L’attore deve essere persona dai nervi saldi, e dalle difese sempre pronte a proteggerlo nel confronto continuo con l’altro se stesso che ogni volta lo attende al varco nell’immagine-specchio. L’abitudine finisce poi per fare il resto, normalmente. La Schygulla sicuramente offre in questo breve frammento uno dei momenti più alti di tutta la sua storia cinematografica, nella simulazione della reazione primaria, che a sua volta si raddoppia in immagine.
Isabelle è la donna che vive l'inizio della storia: le possibilità sono tutte davanti a lei, come i sogni e l’oscurità di un caos in cui ancora non sa dare corpo definito alla propria voce, e balbetta. Non si trova: il labirinto la imprigiona, come i rami degli alberi nell’inquadratura di lei vicino al torrente. Ma una prigione può essere a volte anche il rifugio necessario dove misurarsi con l’inconosciuto, senza subire la prematura irruzione di un esterno ancora troppo minaccioso: nell’oscurità si muovono allora i fasci di luce a delimitare e a rimodellare di volta in volta i volumi dei corpi, dei volti.
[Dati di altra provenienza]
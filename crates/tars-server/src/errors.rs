//! Server error types.

use axum::Json;
use axum::http::StatusCode;
use axum::response::{IntoResponse, Response};
use serde_json::json;
use tars_host::HostError;
use thiserror::Error;

/// Session registry failures.
#[derive(Debug, Error, PartialEq, Eq)]
pub enum RegistryError {
    /// The key is already held by a live session and the policy is `reject`.
    #[error("session '{0}' is already connected")]
    DuplicateSession(String),
}

/// Fatal server failures.
#[derive(Debug, Error)]
pub enum ServerError {
    /// The listener could not be bound.
    #[error("failed to bind {addr}: {source}")]
    Bind {
        /// Requested address.
        addr: String,
        /// Underlying error.
        source: std::io::Error,
    },
    /// The bound listener has no local address.
    #[error("failed to read local address: {0}")]
    LocalAddr(std::io::Error),
}

impl ServerError {
    /// Wrap a bind failure.
    pub fn bind(addr: impl Into<String>, source: std::io::Error) -> Self {
        Self::Bind {
            addr: addr.into(),
            source,
        }
    }
}

/// REST error response: `{"status": "error", "message": …}`.
#[derive(Debug)]
pub struct ApiError {
    status: StatusCode,
    message: String,
}

impl ApiError {
    /// Error with an explicit status.
    pub fn new(status: StatusCode, message: impl Into<String>) -> Self {
        Self {
            status,
            message: message.into(),
        }
    }

    /// 400 Bad Request.
    pub fn bad_request(message: impl Into<String>) -> Self {
        Self::new(StatusCode::BAD_REQUEST, message)
    }

    /// Map a collaborator error, prefixing the message with `context`.
    pub fn from_host(context: &str, err: &HostError) -> Self {
        let status = match err {
            HostError::NotFound(_) => StatusCode::NOT_FOUND,
            HostError::PermissionDenied(_) => StatusCode::FORBIDDEN,
            HostError::InvalidAction(_) => StatusCode::BAD_REQUEST,
            HostError::Timeout { .. } => StatusCode::GATEWAY_TIMEOUT,
            _ => StatusCode::INTERNAL_SERVER_ERROR,
        };
        Self::new(status, format!("{context}: {err}"))
    }

    /// HTTP status.
    pub fn status(&self) -> StatusCode {
        self.status
    }

    /// Human-readable message.
    pub fn message(&self) -> &str {
        &self.message
    }
}

impl IntoResponse for ApiError {
    fn into_response(self) -> Response {
        let body = Json(json!({ "status": "error", "message": self.message }));
        (self.status, body).into_response()
    }
}

#[cfg(test)]
mod tests {
    use super::*;

    #[test]
    fn duplicate_session_display() {
        let err = RegistryError::DuplicateSession("c1".into());
        assert_eq!(err.to_string(), "session 'c1' is already connected");
    }

    #[test]
    fn host_errors_map_to_status() {
        let not_found = ApiError::from_host(
            "Failed to kill process",
            &HostError::NotFound("Process not found".into()),
        );
        assert_eq!(not_found.status(), StatusCode::NOT_FOUND);
        assert_eq!(not_found.message(), "Failed to kill process: Process not found");

        let denied = ApiError::from_host("x", &HostError::PermissionDenied("no".into()));
        assert_eq!(denied.status(), StatusCode::FORBIDDEN);

        let other = ApiError::from_host("x", &HostError::Other("boom".into()));
        assert_eq!(other.status(), StatusCode::INTERNAL_SERVER_ERROR);
    }

    #[tokio::test]
    async fn response_body_shape() {
        let resp = ApiError::bad_request("Invalid power action").into_response();
        assert_eq!(resp.status(), StatusCode::BAD_REQUEST);
        let body = axum::body::to_bytes(resp.into_body(), 10_000).await.unwrap();
        let parsed: serde_json::Value = serde_json::from_slice(&body).unwrap();
        assert_eq!(parsed["status"], "error");
        assert_eq!(parsed["message"], "Invalid power action");
    }
}
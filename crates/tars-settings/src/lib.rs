//! # tars-settings
//!
//! Configuration management with layered sources for the TARS backend.
//!
//! Settings are loaded from three layers (in priority order):
//! 1. **Compiled defaults**: [`TarsSettings::default()`]
//! 2. **User file**: `~/.tars/settings.json` (deep-merged over defaults)
//! 3. **Environment variables**: `TARS_*` overrides (highest priority)
//!
//! Command-line flags, applied by the binary, sit above all three.

#![deny(unsafe_code)]

pub mod errors;
pub mod loader;
pub mod types;

pub use errors::{Result, SettingsError};
pub use loader::{deep_merge, load_settings, load_settings_from_path, settings_path};
pub use types::*;
//! One WebSocket connection, from upgrade to teardown.

use std::sync::Arc;
use std::time::Duration;

use axum::body::Bytes;
use axum::extract::ws::{CloseFrame, Message, WebSocket, close_code};
use futures::{Sink, SinkExt, StreamExt};
use metrics::{counter, gauge, histogram};
use tars_core::SessionKey;
use tokio::sync::mpsc;
use tokio_util::sync::CancellationToken;
use tracing::{debug, info, instrument, warn};

use super::channel::{PushChannel, encode};
use super::handler::Dispatcher;
use super::protocol::ServerMessage;
use super::registry::{SessionHandle, SessionRegistry};
use crate::metrics::{
    WS_CONNECTION_DURATION_SECONDS, WS_CONNECTIONS_ACTIVE, WS_CONNECTIONS_TOTAL,
    WS_DISCONNECTIONS_TOTAL, WS_REJECTED_TOTAL,
};

/// Shared state a session needs.
#[derive(Clone)]
pub struct SessionContext {
    /// Session registry.
    pub registry: Arc<SessionRegistry>,
    /// Inbound message router.
    pub dispatcher: Dispatcher,
    /// Outbound queue depth.
    pub outbound_buffer: usize,
    /// Ping period.
    pub heartbeat_interval: Duration,
    /// Disconnect after this long without client activity.
    pub heartbeat_timeout: Duration,
    /// Server-wide shutdown.
    pub shutdown: CancellationToken,
}

/// Run a session until the client leaves, the transport fails, the heartbeat
/// times out, or the server shuts down.
#[instrument(skip_all, fields(session_id = %key))]
pub async fn run_ws_session(ws: WebSocket, key: SessionKey, ctx: SessionContext) {
    let (mut ws_tx, mut ws_rx) = ws.split();

    let (channel, send_rx) = PushChannel::pair(ctx.outbound_buffer);
    let channel = Arc::new(channel);
    if let Err(e) = ctx.registry.register(key.clone(), Arc::clone(&channel)) {
        warn!(error = %e, "session rejected");
        counter!(WS_REJECTED_TOTAL, "reason" => "duplicate").increment(1);
        if let Some(text) = encode(&ServerMessage::error(e.to_string())) {
            let _ = ws_tx.send(Message::Text(text.as_str().into())).await;
        }
        let _ = ws_tx
            .send(Message::Close(Some(CloseFrame {
                code: close_code::POLICY,
                reason: "duplicate session".into(),
            })))
            .await;
        return;
    }

    let handle = SessionHandle {
        key: key.clone(),
        connection_id: channel.id(),
    };
    info!(connection_id = handle.connection_id, "client connected");
    counter!(WS_CONNECTIONS_TOTAL).increment(1);
    gauge!(WS_CONNECTIONS_ACTIVE).increment(1.0);

    let _ = channel.send(&ServerMessage::connection_established(key.as_str()));

    let mut writer = tokio::spawn(write_loop(
        ws_tx,
        send_rx,
        Arc::clone(&channel),
        ctx.heartbeat_interval,
        ctx.heartbeat_timeout,
    ));

    loop {
        tokio::select! {
            () = ctx.shutdown.cancelled() => {
                debug!("server shutting down");
                break;
            }
            _ = &mut writer => {
                debug!("writer finished");
                break;
            }
            frame = ws_rx.next() => {
                let text = match frame {
                    Some(Ok(Message::Text(t))) => t.to_string(),
                    Some(Ok(Message::Binary(data))) => match String::from_utf8(data.to_vec()) {
                        Ok(s) => s,
                        Err(_) => {
                            debug!(len = data.len(), "ignoring non-UTF-8 binary frame");
                            continue;
                        }
                    },
                    Some(Ok(Message::Ping(_) | Message::Pong(_))) => {
                        channel.mark_alive();
                        continue;
                    }
                    Some(Ok(Message::Close(_))) => {
                        info!("client sent close frame");
                        break;
                    }
                    Some(Err(e)) => {
                        debug!(error = %e, "transport error");
                        break;
                    }
                    None => break,
                };
                channel.mark_alive();
                ctx.dispatcher.handle(&handle, &text).await;
            }
        }
    }

    ctx.registry.unregister_connection(key.as_str(), handle.connection_id);
    channel.close();
    if !writer.is_finished() {
        // The writer flushes and sends Close once the channel is closed.
        if tokio::time::timeout(Duration::from_secs(1), &mut writer).await.is_err() {
            writer.abort();
        }
    }

    info!("client disconnected");
    counter!(WS_DISCONNECTIONS_TOTAL).increment(1);
    gauge!(WS_CONNECTIONS_ACTIVE).decrement(1.0);
    histogram!(WS_CONNECTION_DURATION_SECONDS).record(channel.age().as_secs_f64());
}

/// Drain the outbound queue onto the socket and keep the heartbeat going.
///
/// Returns once the channel is closed or the sink fails. A client silent for
/// longer than `heartbeat_timeout` gets a Close frame first. The session loop
/// treats a returned writer as a disconnect.
async fn write_loop<S>(
    mut ws_tx: S,
    mut send_rx: mpsc::Receiver<Arc<String>>,
    channel: Arc<PushChannel>,
    heartbeat_interval: Duration,
    heartbeat_timeout: Duration,
) where
    S: Sink<Message> + Unpin,
{
    let closed = channel.closed();
    let mut ping = tokio::time::interval_at(
        tokio::time::Instant::now() + heartbeat_interval,
        heartbeat_interval,
    );

    loop {
        tokio::select! {
            biased;
            () = closed.cancelled() => {
                while let Ok(text) = send_rx.try_recv() {
                    if ws_tx.send(Message::Text(text.as_str().into())).await.is_err() {
                        return;
                    }
                }
                let _ = ws_tx.send(Message::Close(None)).await;
                return;
            }
            msg = send_rx.recv() => {
                let Some(text) = msg else { return };
                if ws_tx.send(Message::Text(text.as_str().into())).await.is_err() {
                    debug!("write failed");
                    return;
                }
            }
            _ = ping.tick() => {
                if !channel.check_alive() && channel.last_seen_elapsed() > heartbeat_timeout {
                    warn!(silent_for = ?channel.last_seen_elapsed(), "heartbeat timeout, disconnecting");
                    let _ = ws_tx.send(Message::Close(None)).await;
                    return;
                }
                if ws_tx.send(Message::Ping(Bytes::new())).await.is_err() {
                    return;
                }
            }
        }
    }
}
Isabelle può sopportare ancora tutto: ha dalla sua la forza smisurata di chi ha ancora tutto da perdere. Chi se non lei, la piccola operaia dalla reticente testardaggine e dall’humour sotterraneo, poteva sostenere l’acida bellezza di quel montaggio parallelo tra l’incontro erotico con Jerzy e l’esplorazione “tridimensionale” della Vergine di El Greco? Sophie, infine, la ragazza che fa la ruota: l’angelo (custode) probabilmente...
Si salvi chi può (il cinema)
La luce crea l’immagine in rapporto al buio che la nutre. La macchina da presa lavora sull’ambiguità di questo rapporto fisico per trasformarlo, mediante la chimica, in emozioni e sentimenti. Commistione di ambiti tradizionalmente separati, contaminazione di procedimenti artistici diversi: il cinema si muove a dispetto di qualsiasi aspirazione alla purezza, e trae la sua forza dalla capacità di “sporcarsi” nel corso del proprio tragitto realizzativo e distributivo, misurandosi continuamente con le istanze più diverse, con il disordine oscuro della materia (economica, sociale, “culturale”), solamente in rapporto al quale può fare scaturire la luce delle proprie immagini, il magico dispositivo della narrazione (anche il lirico Passion è comunque e finalmente un film narrativo a pieno diritto).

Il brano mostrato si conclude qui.